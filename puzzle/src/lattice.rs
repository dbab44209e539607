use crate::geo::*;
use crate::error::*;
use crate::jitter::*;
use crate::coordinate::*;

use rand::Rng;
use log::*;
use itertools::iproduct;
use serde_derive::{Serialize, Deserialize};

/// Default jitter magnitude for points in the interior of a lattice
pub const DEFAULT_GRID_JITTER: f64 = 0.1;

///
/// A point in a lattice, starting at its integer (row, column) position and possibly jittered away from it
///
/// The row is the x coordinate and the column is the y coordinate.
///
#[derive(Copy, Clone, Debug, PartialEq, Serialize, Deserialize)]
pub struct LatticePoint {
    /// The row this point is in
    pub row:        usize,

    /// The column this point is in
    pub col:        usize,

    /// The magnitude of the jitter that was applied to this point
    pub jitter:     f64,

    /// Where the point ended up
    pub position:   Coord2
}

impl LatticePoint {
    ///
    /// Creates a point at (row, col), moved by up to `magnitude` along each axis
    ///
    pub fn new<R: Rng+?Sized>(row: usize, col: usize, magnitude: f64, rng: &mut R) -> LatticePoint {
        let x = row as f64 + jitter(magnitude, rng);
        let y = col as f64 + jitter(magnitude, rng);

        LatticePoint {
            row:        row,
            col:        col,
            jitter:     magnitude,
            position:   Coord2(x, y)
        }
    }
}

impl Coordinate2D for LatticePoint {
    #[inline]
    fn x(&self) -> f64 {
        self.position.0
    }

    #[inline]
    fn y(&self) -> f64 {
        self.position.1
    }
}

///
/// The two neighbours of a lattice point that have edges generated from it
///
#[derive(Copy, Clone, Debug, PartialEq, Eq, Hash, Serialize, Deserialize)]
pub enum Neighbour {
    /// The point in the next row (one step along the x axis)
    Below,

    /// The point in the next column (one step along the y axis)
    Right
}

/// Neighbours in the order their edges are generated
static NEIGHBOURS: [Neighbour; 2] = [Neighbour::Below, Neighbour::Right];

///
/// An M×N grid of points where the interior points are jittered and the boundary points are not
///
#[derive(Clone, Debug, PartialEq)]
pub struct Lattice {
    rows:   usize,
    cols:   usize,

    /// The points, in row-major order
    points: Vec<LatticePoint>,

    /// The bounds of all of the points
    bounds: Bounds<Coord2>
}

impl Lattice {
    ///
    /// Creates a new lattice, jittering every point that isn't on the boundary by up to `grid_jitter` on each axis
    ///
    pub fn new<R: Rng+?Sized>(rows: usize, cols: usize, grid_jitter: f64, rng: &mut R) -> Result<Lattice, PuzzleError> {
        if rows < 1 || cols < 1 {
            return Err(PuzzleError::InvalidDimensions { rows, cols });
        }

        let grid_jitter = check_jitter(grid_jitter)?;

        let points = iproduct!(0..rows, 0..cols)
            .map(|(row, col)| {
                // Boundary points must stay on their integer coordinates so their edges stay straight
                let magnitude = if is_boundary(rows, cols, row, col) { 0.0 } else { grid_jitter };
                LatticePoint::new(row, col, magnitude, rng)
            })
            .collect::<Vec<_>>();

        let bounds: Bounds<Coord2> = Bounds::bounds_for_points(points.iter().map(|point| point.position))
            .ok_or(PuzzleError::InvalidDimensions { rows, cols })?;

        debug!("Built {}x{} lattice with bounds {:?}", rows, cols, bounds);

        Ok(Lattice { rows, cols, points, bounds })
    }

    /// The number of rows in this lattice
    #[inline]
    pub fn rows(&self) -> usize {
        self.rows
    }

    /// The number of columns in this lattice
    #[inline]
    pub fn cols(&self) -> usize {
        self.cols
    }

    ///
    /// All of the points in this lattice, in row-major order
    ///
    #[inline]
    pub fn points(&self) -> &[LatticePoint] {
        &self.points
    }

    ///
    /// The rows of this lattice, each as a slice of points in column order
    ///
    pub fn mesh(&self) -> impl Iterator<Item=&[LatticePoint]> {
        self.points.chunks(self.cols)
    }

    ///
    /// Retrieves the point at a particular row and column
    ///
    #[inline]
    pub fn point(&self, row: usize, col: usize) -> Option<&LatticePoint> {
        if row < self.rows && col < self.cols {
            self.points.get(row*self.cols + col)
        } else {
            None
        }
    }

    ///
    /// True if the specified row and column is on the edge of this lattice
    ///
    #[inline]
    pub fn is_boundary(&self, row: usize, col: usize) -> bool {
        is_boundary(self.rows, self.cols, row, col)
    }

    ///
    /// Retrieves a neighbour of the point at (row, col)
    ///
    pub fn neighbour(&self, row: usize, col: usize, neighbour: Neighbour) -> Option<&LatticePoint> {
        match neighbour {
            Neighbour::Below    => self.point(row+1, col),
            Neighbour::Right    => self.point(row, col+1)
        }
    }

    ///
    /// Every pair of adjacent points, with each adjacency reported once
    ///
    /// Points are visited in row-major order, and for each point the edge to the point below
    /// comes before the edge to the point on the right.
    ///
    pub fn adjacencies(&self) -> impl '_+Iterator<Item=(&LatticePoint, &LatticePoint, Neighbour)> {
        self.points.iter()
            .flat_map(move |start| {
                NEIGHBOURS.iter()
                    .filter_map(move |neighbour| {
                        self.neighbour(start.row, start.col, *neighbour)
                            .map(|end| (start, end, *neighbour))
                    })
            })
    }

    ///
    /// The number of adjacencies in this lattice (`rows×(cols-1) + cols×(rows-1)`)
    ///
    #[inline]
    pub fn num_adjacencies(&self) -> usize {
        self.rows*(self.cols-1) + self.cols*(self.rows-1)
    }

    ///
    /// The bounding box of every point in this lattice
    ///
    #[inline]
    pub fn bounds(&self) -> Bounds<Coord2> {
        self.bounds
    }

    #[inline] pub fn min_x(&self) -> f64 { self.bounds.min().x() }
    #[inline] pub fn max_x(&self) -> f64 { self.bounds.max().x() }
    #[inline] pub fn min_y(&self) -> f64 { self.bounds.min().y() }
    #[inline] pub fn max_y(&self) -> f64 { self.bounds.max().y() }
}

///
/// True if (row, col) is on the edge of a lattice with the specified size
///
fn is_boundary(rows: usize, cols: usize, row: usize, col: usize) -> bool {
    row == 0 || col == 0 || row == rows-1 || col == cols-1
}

........

Reproduce exactly the section above that begins at the line containing "self.position.0" and ends at the line containing "-> Result<Lattice, PuzzleError>", leaving out all other lines.

        self.position.0
    }

    #[inline]
    fn y(&self) -> f64 {
        self.position.1
    }
}

///
/// The two neighbours of a lattice point that have edges generated from it
///
#[derive(Copy, Clone, Debug, PartialEq, Eq, Hash, Serialize, Deserialize)]
pub enum Neighbour {
    /// The point in the next row (one step along the x axis)
    Below,

    /// The point in the next column (one step along the y axis)
    Right
}

/// Neighbours in the order their edges are generated
static NEIGHBOURS: [Neighbour; 2] = [Neighbour::Below, Neighbour::Right];

///
/// An M×N grid of points where the interior points are jittered and the boundary points are not
///
#[derive(Clone, Debug, PartialEq)]
pub struct Lattice {
    rows:   usize,
    cols:   usize,

    /// The points, in row-major order
    points: Vec<LatticePoint>,

    /// The bounds of all of the points
    bounds: Bounds<Coord2>
}

impl Lattice {
    ///
    /// Creates a new lattice, jittering every point that isn't on the boundary by up to `grid_jitter` on each axis
    ///
    pub fn new<R: Rng+?Sized>(rows: usize, cols: usize, grid_jitter: f64, rng: &mut R) -> Result<Lattice, PuzzleError> {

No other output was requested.